● **What you will do**:
Write out the full listing below exactly as given.

● **Data for the task**:

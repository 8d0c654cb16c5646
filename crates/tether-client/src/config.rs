//! Client configuration with layered sources.
//!
//! Loading flow:
//! 1. Start with compiled [`ClientConfig::default()`]
//! 2. If a JSON file is given and exists, deep-merge its values over defaults
//! 3. Apply `TETHER_*` environment variable overrides (highest priority)

use std::path::Path;

use serde::{Deserialize, Serialize};
use serde_json::Value;
use thiserror::Error;
use tracing::{debug, warn};

pub const ENV_DEPLOYMENT_URL: &str = "TETHER_DEPLOYMENT_URL";
pub const ENV_CLIENT_ID: &str = "TETHER_CLIENT_ID";
pub const ENV_LOG_LEVEL: &str = "TETHER_LOG_LEVEL";
pub const ENV_LOG_JSON: &str = "TETHER_LOG_JSON";

#[derive(Debug, Error)]
pub enum ConfigError {
    #[error("failed to read config file: {0}")]
    Io(#[from] std::io::Error),
    #[error("failed to parse config JSON: {0}")]
    Json(#[from] serde_json::Error),
    #[error("no deployment url configured (set deploymentUrl or TETHER_DEPLOYMENT_URL)")]
    MissingDeploymentUrl,
}

#[derive(Clone, Debug, PartialEq, Serialize, Deserialize)]
#[serde(rename_all = "camelCase", default)]
pub struct ClientConfig {
    /// Address of the backend deployment.
    pub deployment_url: String,
    /// Identifier reported to the backend when the session opens.
    pub client_id: String,
    pub logging: LoggingConfig,
}

impl Default for ClientConfig {
    fn default() -> Self {
        Self {
            deployment_url: String::new(),
            client_id: default_client_id(),
            logging: LoggingConfig::default(),
        }
    }
}

impl ClientConfig {
    pub fn new(deployment_url: impl Into<String>) -> Self {
        Self {
            deployment_url: deployment_url.into(),
            ..Self::default()
        }
    }
}

#[derive(Clone, Debug, PartialEq, Serialize, Deserialize)]
#[serde(rename_all = "camelCase", default)]
pub struct LoggingConfig {
    /// Install a tracing subscriber when the session is initialised from config.
    pub enabled: bool,
    /// Default filter directive; `RUST_LOG` takes precedence.
    pub level: String,
    pub json: bool,
}

impl Default for LoggingConfig {
    fn default() -> Self {
        Self {
            enabled: false,
            level: "info".into(),
            json: false,
        }
    }
}

pub fn default_client_id() -> String {
    format!("tether-rust-{}", env!("CARGO_PKG_VERSION"))
}

/// Load from environment only.
pub fn load_config() -> Result<ClientConfig, ConfigError> {
    finish(serde_json::to_value(ClientConfig::default())?)
}

/// Load `path` (if it exists) over defaults, then apply env overrides.
pub fn load_config_from_path(path: &Path) -> Result<ClientConfig, ConfigError> {
    let defaults = serde_json::to_value(ClientConfig::default())?;
    let merged = if path.exists() {
        debug!(?path, "loading client config from file");
        let content = std::fs::read_to_string(path)?;
        let user: Value = serde_json::from_str(&content)?;
        deep_merge(defaults, user)
    } else {
        debug!(?path, "client config file not found, using defaults");
        defaults
    };
    finish(merged)
}

fn finish(merged: Value) -> Result<ClientConfig, ConfigError> {
    let mut config: ClientConfig = serde_json::from_value(merged)?;
    apply_overrides(&mut config, |name| std::env::var(name).ok());
    if config.deployment_url.trim().is_empty() {
        return Err(ConfigError::MissingDeploymentUrl);
    }
    Ok(config)
}

/// Objects merge per key, everything else is replaced; nulls in `source` are skipped.
pub fn deep_merge(target: Value, source: Value) -> Value {
    match (target, source) {
        (Value::Object(mut target_map), Value::Object(source_map)) => {
            for (key, source_val) in source_map {
                if source_val.is_null() {
                    continue;
                }
                let merged = match target_map.remove(&key) {
                    Some(target_val) => deep_merge(target_val, source_val),
                    None => source_val,
                };
                target_map.insert(key, merged);
            }
            Value::Object(target_map)
        }
        (_, source) => source,
    }
}

/// Apply overrides looked up through `lookup`. Empty or unparsable values are ignored.
pub fn apply_overrides(config: &mut ClientConfig, lookup: impl Fn(&str) -> Option<String>) {
    let read = |name: &str| lookup(name).filter(|v| !v.trim().is_empty());

    if let Some(v) = read(ENV_DEPLOYMENT_URL) {
        config.deployment_url = v;
    }
    if let Some(v) = read(ENV_CLIENT_ID) {
        config.client_id = v;
    }
    if let Some(v) = read(ENV_LOG_LEVEL) {
        config.logging.level = v;
        config.logging.enabled = true;
    }
    if let Some(v) = read(ENV_LOG_JSON) {
        match parse_bool(&v) {
            Some(json) => config.logging.json = json,
            None => warn!(key = ENV_LOG_JSON, value = %v, "invalid boolean env var, ignoring"),
        }
    }
}

/// Accepts (case-insensitive) `true`/`1`/`yes`/`on` or `false`/`0`/`no`/`off`.
pub fn parse_bool(val: &str) -> Option<bool> {
    match val.trim().to_lowercase().as_str() {
        "true" | "1" | "yes" | "on" => Some(true),
        "false" | "0" | "no" | "off" => Some(false),
        _ => None,
    }
}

● **Response to this exercise**:
repository 8d0c654cb16c5646
filename crates/tether-client/src/config.rs
//! Client configuration with layered sources.
//!
//! Loading flow:
//! 1. Start with compiled [`ClientConfig::default()`]
//! 2. If a JSON file is given and exists, deep-merge its values over defaults
//! 3. Apply `TETHER_*` environment variable overrides (highest priority)

use std::path::Path;

use serde::{Deserialize, Serialize};
use serde_json::Value;
use thiserror::Error;
use tracing::{debug, warn};

pub const ENV_DEPLOYMENT_URL: &str = "TETHER_DEPLOYMENT_URL";
pub const ENV_CLIENT_ID: &str = "TETHER_CLIENT_ID";
pub const ENV_LOG_LEVEL: &str = "TETHER_LOG_LEVEL";
pub const ENV_LOG_JSON: &str = "TETHER_LOG_JSON";

#[derive(Debug, Error)]
pub enum ConfigError {
    #[error("failed to read config file: {0}")]
    Io(#[from] std::io::Error),
    #[error("failed to parse config JSON: {0}")]
    Json(#[from] serde_json::Error),
    #[error("no deployment url configured (set deploymentUrl or TETHER_DEPLOYMENT_URL)")]
    MissingDeploymentUrl,
}

#[derive(Clone, Debug, PartialEq, Serialize, Deserialize)]
#[serde(rename_all = "camelCase", default)]
pub struct ClientConfig {
    /// Address of the backend deployment.
    pub deployment_url: String,
    /// Identifier reported to the backend when the session opens.
    pub client_id: String,
    pub logging: LoggingConfig,
}

impl Default for ClientConfig {
    fn default() -> Self {
        Self {
            deployment_url: String::new(),
            client_id: default_client_id(),
            logging: LoggingConfig::default(),
        }
    }
}

impl ClientConfig {
    pub fn new(deployment_url: impl Into<String>) -> Self {
        Self {
            deployment_url: deployment_url.into(),
            ..Self::default()
        }
    }
}

#[derive(Clone, Debug, PartialEq, Serialize, Deserialize)]
#[serde(rename_all = "camelCase", default)]
pub struct LoggingConfig {
    /// Install a tracing subscriber when the session is initialised from config.
    pub enabled: bool,
    /// Default filter directive; `RUST_LOG` takes precedence.
    pub level: String,
    pub json: bool,
}

impl Default for LoggingConfig {
    fn default() -> Self {
        Self {
            enabled: false,
            level: "info".into(),
            json: false,
        }
    }
}

pub fn default_client_id() -> String {
    format!("tether-rust-{}", env!("CARGO_PKG_VERSION"))
}

/// Load from environment only.
pub fn load_config() -> Result<ClientConfig, ConfigError> {
    finish(serde_json::to_value(ClientConfig::default())?)
}

/// Load `path` (if it exists) over defaults, then apply env overrides.
pub fn load_config_from_path(path: &Path) -> Result<ClientConfig, ConfigError> {
    let defaults = serde_json::to_value(ClientConfig::default())?;
    let merged = if path.exists() {
        debug!(?path, "loading client config from file");
        let content = std::fs::read_to_string(path)?;
        let user: Value = serde_json::from_str(&content)?;
        deep_merge(defaults, user)
    } else {
        debug!(?path, "client config file not found, using defaults");
        defaults
    };
    finish(merged)
}

fn finish(merged: Value) -> Result<ClientConfig, ConfigError> {
    let mut config: ClientConfig = serde_json::from_value(merged)?;
    apply_overrides(&mut config, |name| std::env::var(name).ok());
    if config.deployment_url.trim().is_empty() {
        return Err(ConfigError::MissingDeploymentUrl);
    }
    Ok(config)
}

/// Objects merge per key, everything else is replaced; nulls in `source` are skipped.
pub fn deep_merge(target: Value, source: Value) -> Value {
    match (target, source) {
        (Value::Object(mut target_map), Value::Object(source_map)) => {
            for (key, source_val) in source_map {
                if source_val.is_null() {
                    continue;
                }
                let merged = match target_map.remove(&key) {
                    Some(target_val) => deep_merge(target_val, source_val),
                    None => source_val,
                };
                target_map.insert(key, merged);
            }
            Value::Object(target_map)
        }
        (_, source) => source,
    }
}

/// Apply overrides looked up through `lookup`. Empty or unparsable values are ignored.
pub fn apply_overrides(config: &mut ClientConfig, lookup: impl Fn(&str) -> Option<String>) {
    let read = |name: &str| lookup(name).filter(|v| !v.trim().is_empty());

    if let Some(v) = read(ENV_DEPLOYMENT_URL) {
        config.deployment_url = v;
    }
    if let Some(v) = read(ENV_CLIENT_ID) {
        config.client_id = v;
    }
    if let Some(v) = read(ENV_LOG_LEVEL) {
        config.logging.level = v;
        config.logging.enabled = true;
    }
    if let Some(v) = read(ENV_LOG_JSON) {
        match parse_bool(&v) {
            Some(json) => config.logging.json = json,
            None => warn!(key = ENV_LOG_JSON, value = %v, "invalid boolean env var, ignoring"),
        }
    }
}

/// Accepts (case-insensitive) `true`/`1`/`yes`/`on` or `false`/`0`/`no`/`off`.
pub fn parse_bool(val: &str) -> Option<bool> {
    match val.trim().to_lowercase().as_str() {
        "true" | "1" | "yes" | "on" => Some(true),
        "false" | "0" | "no" | "off" => Some(false),
        _ => None,
    }
}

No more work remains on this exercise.